Data isn't just being collected from your phone. It's being used to score you
Data isn't just being
collected from your phone. It's being used to score you.
Harvey Rosenfield and Laura
Antonini, The Washington Post Published 2:44 pm CDT, Friday, July 31,
2020
Operating in the shadows of
the online marketplace, specialized tech companies you've likely never heard of
are tapping vast troves of our personal data to generate secret
"surveillance scores" - digital mug shots of millions of Americans -
that supposedly predict our future behavior. The firms sell their scoring
services to major businesses across the U.S. economy.
People with low scores can
suffer harsh consequences.
CoreLogic and TransUnion say
that scores they peddle to landlords can predict whether a potential tenant
will pay the rent on time, be able to "absorb rent increases," or
break a lease. Large employers use HireVue, a firm that generates an
"employability" score about candidates by analyzing "tens of
thousands of factors," including a person's facial expressions and voice
intonations. Other employers use Cornerstone's score, which considers where a
job prospect lives and which web browser they use to judge how successful they
will be at a job.
Brand-name retailers purchase
"risk scores" from Retail Equation to help make judgments about
whether consumers commit fraud when they return goods for refunds. Players in
the gig economy use outside firms such as Sift to score consumers'
"overall trustworthiness." Wireless customers predicted to be less
profitable are sometimes forced to endure longer customer service hold times.
Auto insurers raise premiums
based on scores calculated using information from smartphone apps that track
driving styles. Large analytics firms monitor whether we are likely to take our
medication based on our propensity to refill our prescriptions; pharmaceutical
companies, health-care providers and insurance companies can use those scores
to, among other things, "match the right patient investment level to the
right patients."
Surveillance scoring is the
product of two trends. First is the rampant (and mostly unregulated) collection
of every intimate detail about our lives, amassed by the nanosecond from
smartphones to cars, toasters to toys.

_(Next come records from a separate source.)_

impl<R: Resolver, C: ProxyConnector> GatewayHandler<R, C> {
    pub fn new(state: Arc<GatewayState>, resolver: Arc<R>, client: Arc<C>) -> Self {
        Self {
            state,
            resolver,
            client,
        }
    }

    async fn dispatch(&self, req: Request<AxumBody>) -> Response<AxumBody> {
        let client_addr = req
            .extensions()
            .get::<ConnectInfo<SocketAddr>>()
            .map(|info| info.0);
        let client_scheme = req
            .extensions()
            .get::<ClientScheme>()
            .map(|scheme| scheme.0)
            .unwrap_or("http");

        let Some(ctx) = RequestContext::from_request(&req, client_addr, client_scheme) else {
            return error_response(StatusCode::BAD_REQUEST, "No usable host", "INVALID_HOST");
        };

        let Some(tenant) = extract_tenant(&ctx.proxy_host, &self.state.config.server_domain)
        else {
            tracing::warn!(
                req_id = %ctx.req_id,
                host = %ctx.proxy_host,
                "host does not map to a tenant"
            );
            return self
                .default_backend_or_not_found(&ctx, req, "INVALID_SUBDOMAIN")
                .await;
        };

        let resolution = match self.resolver.resolve(&tenant).await {
            Ok(resolution) => resolution,
            Err(ResolveError::NotFound) => {
                tracing::info!(req_id = %ctx.req_id, tenant = %tenant, "tenant is not registered");
                return self.default_backend_or_not_found(&ctx, req, "NOT_FOUND").await;
            }
            Err(ResolveError::NoRoutes) => {
                tracing::info!(req_id = %ctx.req_id, tenant = %tenant, "tenant has no routes");
                return self.default_backend_or_not_found(&ctx, req, "NO_ROUTES").await;
            }
            Err(err) => {
                tracing::error!(req_id = %ctx.req_id, tenant = %tenant, error = %err, "resolution failed");
                return error_response(
                    StatusCode::BAD_GATEWAY,
                    "Failed to resolve tenant routes",
                    "BACKEND_UNAVAILABLE",
                );
            }
        };

        let sequence =
            failover_sequence(&resolution.routes, ctx.force, &self.state.passive_health);
        tracing::debug!(
            req_id = %ctx.req_id,
            tenant = %tenant,
            routes = sequence.len(),
            "failover sequence selected"
        );
        let Some(plan) = DispatchPlan::for_request(&req, sequence) else {
            return self.default_backend_or_not_found(&ctx, req, "NO_ROUTES").await;
        };

        match plan {
            DispatchPlan::Upgrade(route) => self.proxy_upgrade(&ctx, req, &route).await,
            DispatchPlan::Failover(routes) => self.proxy_with_failover(&ctx, req, &routes).await,
        }
    }

    /// The failover loop: attempt routes in sequence order, forward the
    /// first HTTP response verbatim, and feed the passive-health store on
    /// every attempt. Only transport-level failures before response headers
    /// trigger the next attempt.
    async fn proxy_with_failover(
        &self,
        ctx: &RequestContext,
        req: Request<AxumBody>,
        sequence: &[Route],
    ) -> Response<AxumBody> {
        let (parts, body) = req.into_parts();
        let buffered = match BufferedBody::buffer(body, self.state.config.max_body_bytes).await {
            Ok(buffered) => buffered,
            Err(err @ BufferError::TooLarge { .. }) => {
                tracing::warn!(req_id = %ctx.req_id, error = %err, "request body rejected");
                return error_response(
                    StatusCode::PAYLOAD_TOO_LARGE,
                    "Request body too large",
                    "BODY_TOO_LARGE",
                );
            }
            Err(err) => {
                tracing::error!(req_id = %ctx.req_id, error = %err, "failed to buffer request body");
                return error_response(
                    StatusCode::INTERNAL_SERVER_ERROR,
                    "Failed to read request body",
                    "BODY_READ_FAILED",
                );
            }
        };
        let content_length = (!buffered.is_empty()).then(|| buffered.len());

        let attempts = sequence.len().min(self.state.config.failover_max_retries);
        let mut tried: Vec<String> = Vec::with_capacity(attempts);

        for route in &sequence[..attempts] {
            tried.push(route.source_tag().to_string());
            let target = ProxyTarget::from_route(route, &ctx.original_host);
            let authority = target.authority();

            let outbound_body = match buffered.to_body() {
                Ok(body) => body,
                Err(err) => {
                    tracing::error!(req_id = %ctx.req_id, error = %err, "request body replay failed");
                    return error_response(
                        StatusCode::INTERNAL_SERVER_ERROR,
                        "Failed to replay request body",
                        "BODY_READ_FAILED",
                    );
                }
            };
            let outbound = match build_outbound(
                &parts.method,
                &parts.uri,
                &parts.headers,
                ctx,
                outbound_body,
                content_length,
                false,
            ) {
                Ok(outbound) => outbound,
                Err(response) => return response,
            };

            tracing::debug!(
                req_id = %ctx.req_id,
                authority = %authority,
                protocol = target.protocol.as_str(),
                source = route.source_tag(),
                "attempting backend route"
            );
            match self.client.send(&target, outbound).await {
                Ok(response) => {
                    self.state.passive_health.mark_healthy(&route.health_key());
                    metrics::increment_route_attempt(route.source_tag(), "success");
                    tracing::info!(
                        req_id = %ctx.req_id,
                        authority = %authority,
                        status = %response.status(),
                        "forwarding backend response"
                    );
                    let mut response = forward_response(response);
                    if ctx.trace {
                        set_route_trace(&mut response, &tried, "pcs");
                    }
                    return response;
                }
                Err(err) => {
                    let failures = self.state.passive_health.mark_failed(&route.health_key());
                    metrics::increment_route_attempt(route.source_tag(), "failure");
                    let retriable = err.is_retriable();
                    tracing::warn!(
                        req_id = %ctx.req_id,
                        authority = %authority,
                        failures,
                        retriable,
                        error = %err,
                        "backend attempt failed"
                    );
                    if !retriable {
                        break;
                    }
                }
            }
        }

        tracing::error!(req_id = %ctx.req_id, tried = %tried.join(","), "all backend routes failed");
        let mut response = error_response(
            StatusCode::BAD_GATEWAY,
            "All backend routes failed",
            "ROUTES_EXHAUSTED",
        );
        if ctx.trace {
            set_route_trace(&mut response, &tried, "failed");
        }
        response
    }

    /// Single-shot streaming path for protocol upgrades. Upgrade headers
    /// pass through untouched; after the 101 the two connections become a
    /// transparent byte relay.
    async fn proxy_upgrade(
        &self,
        ctx: &RequestContext,
        mut req: Request<AxumBody>,
        route: &Route,
    ) -> Response<AxumBody> {
        let target = ProxyTarget::from_route(route, &ctx.original_host);
        let authority = target.authority();
        let health_key = route.health_key();
        tracing::debug!(
            req_id = %ctx.req_id,
            authority = %authority,
            source = route.source_tag(),
            "dispatching streaming upgrade"
        );

        let outbound = match build_outbound(
            req.method(),
            req.uri(),
            req.headers(),
            ctx,
            AxumBody::empty(),
            None,
            true,
        ) {
            Ok(outbound) => outbound,
            Err(response) => return response,
        };

        let upstream = match self.client.send(&target, outbound).await {
            Ok(response) => response,
            Err(err) => {
                let failures = self.state.passive_health.mark_failed(&health_key);
                metrics::increment_route_attempt(route.source_tag(), "failure");
                tracing::warn!(
                    req_id = %ctx.req_id,
                    authority = %authority,
                    failures,
                    error = %err,
                    "upgrade connection failed"
                );
                return error_response(
                    StatusCode::BAD_GATEWAY,
                    "Upstream connection failed",
                    "ROUTE_TRANSPORT_FAILURE",
                );
            }
        };
        self.state.passive_health.mark_healthy(&health_key);
        metrics::increment_route_attempt(route.source_tag(), "success");

        if upstream.status() != StatusCode::SWITCHING_PROTOCOLS {
            tracing::info!(
                req_id = %ctx.req_id,
                authority = %authority,
                status = %upstream.status(),
                "backend declined the upgrade"
            );
            return forward_response(upstream);
        }

        let mut builder = Response::builder().status(StatusCode::SWITCHING_PROTOCOLS);
        if let Some(headers) = builder.headers_mut() {
            *headers = upstream.headers().clone();
        }

        let req_id = ctx.req_id.clone();
        tokio::spawn(async move {
            match tokio::try_join!(hyper::upgrade::on(&mut req), hyper::upgrade::on(upstream)) {
                Ok((client_io, upstream_io)) => {
                    let mut client_io = TokioIo::new(client_io);
                    let mut upstream_io = TokioIo::new(upstream_io);
                    match tokio::io::copy_bidirectional(&mut client_io, &mut upstream_io).await {
                        Ok((to_upstream, to_client)) => tracing::debug!(
                            req_id = %req_id,
                            to_upstream,
                            to_client,
                            "upgrade relay closed"
                        ),
                        Err(err) => tracing::debug!(
                            req_id = %req_id,
                            error = %err,
                            "upgrade relay terminated"
                        ),
                    }
                }
                Err(err) => {
                    tracing::warn!(req_id = %req_id, error = %err, "upgrade handshake failed");
                }
            }
        });

        match builder.body(AxumBody::empty()) {
            Ok(response) => response,
            Err(err) => {
                tracing::error!(req_id = %ctx.req_id, error = %err, "failed to build upgrade response");
                error_response(
                    StatusCode::INTERNAL_SERVER_ERROR,
                    "Failed to build upgrade response",
                    "UPGRADE_FAILED",
                )
            }
        }
    }

    /// When resolution cannot produce routes, proxy once to the configured
    /// default backend, or answer 404. The default backend is expected
    /// on-box, so certificate verification is disabled for it.
    async fn default_backend_or_not_found(
        &self,
        ctx: &RequestContext,
        req: Request<AxumBody>,
        code: &str,
    ) -> Response<AxumBody> {
        let Some(url) = self.state.config.default_backend.clone() else {
            return error_response(StatusCode::NOT_FOUND, "Tenant not found", code);
        };
        let target = match ProxyTarget::from_url(&url, false) {
            Ok(target) => target,
            Err(err) => {
                tracing::error!(req_id = %ctx.req_id, error = %err, "default backend misconfigured");
                return error_response(
                    StatusCode::BAD_GATEWAY,
                    "Default backend failed",
                    "DEFAULT_BACKEND_FAILED",
                );
            }
        };
        tracing::info!(
            req_id = %ctx.req_id,
            reason = code,
            backend = %url,
            "routing to default backend"
        );

        let (parts, body) = req.into_parts();
        let buffered = match BufferedBody::buffer(body, self.state.config.max_body_bytes).await {
            Ok(buffered) => buffered,
            Err(err) => {
                tracing::error!(req_id = %ctx.req_id, error = %err, "failed to buffer request body");
                return error_response(
                    StatusCode::INTERNAL_SERVER_ERROR,
                    "Failed to read request body",
                    "BODY_READ_FAILED",
                );
            }
        };
        let content_length = (!buffered.is_empty()).then(|| buffered.len());
        let outbound_body = match buffered.to_body() {
            Ok(body) => body,
            Err(err) => {
                tracing::error!(req_id = %ctx.req_id, error = %err, "request body replay failed");
                return error_response(
                    StatusCode::INTERNAL_SERVER_ERROR,
                    "Failed to replay request body",
                    "BODY_READ_FAILED",
                );
            }
        };
        let outbound = match build_outbound(
            &parts.method,
            &parts.uri,
            &parts.headers,
            ctx,
            outbound_body,
            content_length,
            false,
        ) {
            Ok(outbound) => outbound,
            Err(response) => return response,
        };

        match self.client.send(&target, outbound).await {
            Ok(response) => forward_response(response),
            Err(err) => {
                tracing::error!(req_id = %ctx.req_id, error = %err, "default backend request failed");
                error_response(
                    StatusCode::BAD_GATEWAY,
                    "Default backend failed",
                    "DEFAULT_BACKEND_FAILED",
                )
            }
        }
    }
}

This fire hose of data - most of which
we surrender voluntarily - includes our demographics, income, facial
characteristics, the sound of our voice, our precise location, shopping
history, medical conditions, genetic information, what we search for on the
Internet, the websites we visit, when we read an email, what apps we use and
how long we use them, and how often we sleep, exercise and the like.
The second trend driving
these scores is the arrival of technologies able to instantaneously crunch this
data: exponentially more powerful computers and high-speed communications
systems such as 5G, which lead to the scoring algorithms that use artificial
intelligence to rate all of us in some way.
The result: automated
decisions, based on each consumer's unique score, that are, as a practical
matter, irreversible.
That's because the entire
process - the scores themselves, as well as the data upon which they are based
- is concealed from us. It is mostly impossible to know when one has become the
casualty of a score, let alone whether a score is inaccurate, outdated or the product
of biased or discriminatory code programmed by a faceless software engineer.
There is no appeal.
Surveillance scoring bears a
faint resemblance to credit scoring in the 1960s. In that pre-computer era,
private investigators working for banks, retailers and insurance companies
tailed consumers and scoured newspapers for information about arrests,
promotions, sexual orientation, drinking habits and cleanliness to decide a
consumer's creditworthiness -- until Congress established rules in the 1970s giving
consumers the right to review and question their credit scores.
Today's data snoops obtain
infinitely more information about their targets, and in real time. And the
impact of surveillance scoring is far more pernicious.
The tech industry insists
that its every advance improves our lives. But that's a myth. Surveillance
scoring enables companies to cloak old-school discrimination in an aura of
technological infallibility and wonder.
Secret surveillance scores
create micro-markets in which some consumers are no longer welcome. They divide
Americans into "haves" and "have-nots," with the losers
relegated to the status of second-class citizens.
Consumers need a 21st-century
solution to this emergent threat. Congress, awash in tech money, is mired in an
outdated legal paradigm: "disclosure" of privacy policies and
"consent" via a click. No one pretends that these industrial age
contract law concepts will do anything to curb data larceny, let alone regulate
or bar secret surveillance scores.
We petitioned the Federal
Trade Commission to investigate and regulate surveillance scoring. The
commission's response? A blog post urging the firms that develop and apply
scores to regulate themselves.
This is only the latest
example of Washington's capitulation to the tech industry, whose continuous
loop of privacy violations, abject apologies and payment of inconsequential
penalties confirms that consumers cannot rely on the federal government for
protection.
Secret surveillance scoring
places us at the precipice of the "singularity," a dystopian turning
point after which machines will make judgments about humans that will determine
our fate. We either seize control of our future, or risk losing it.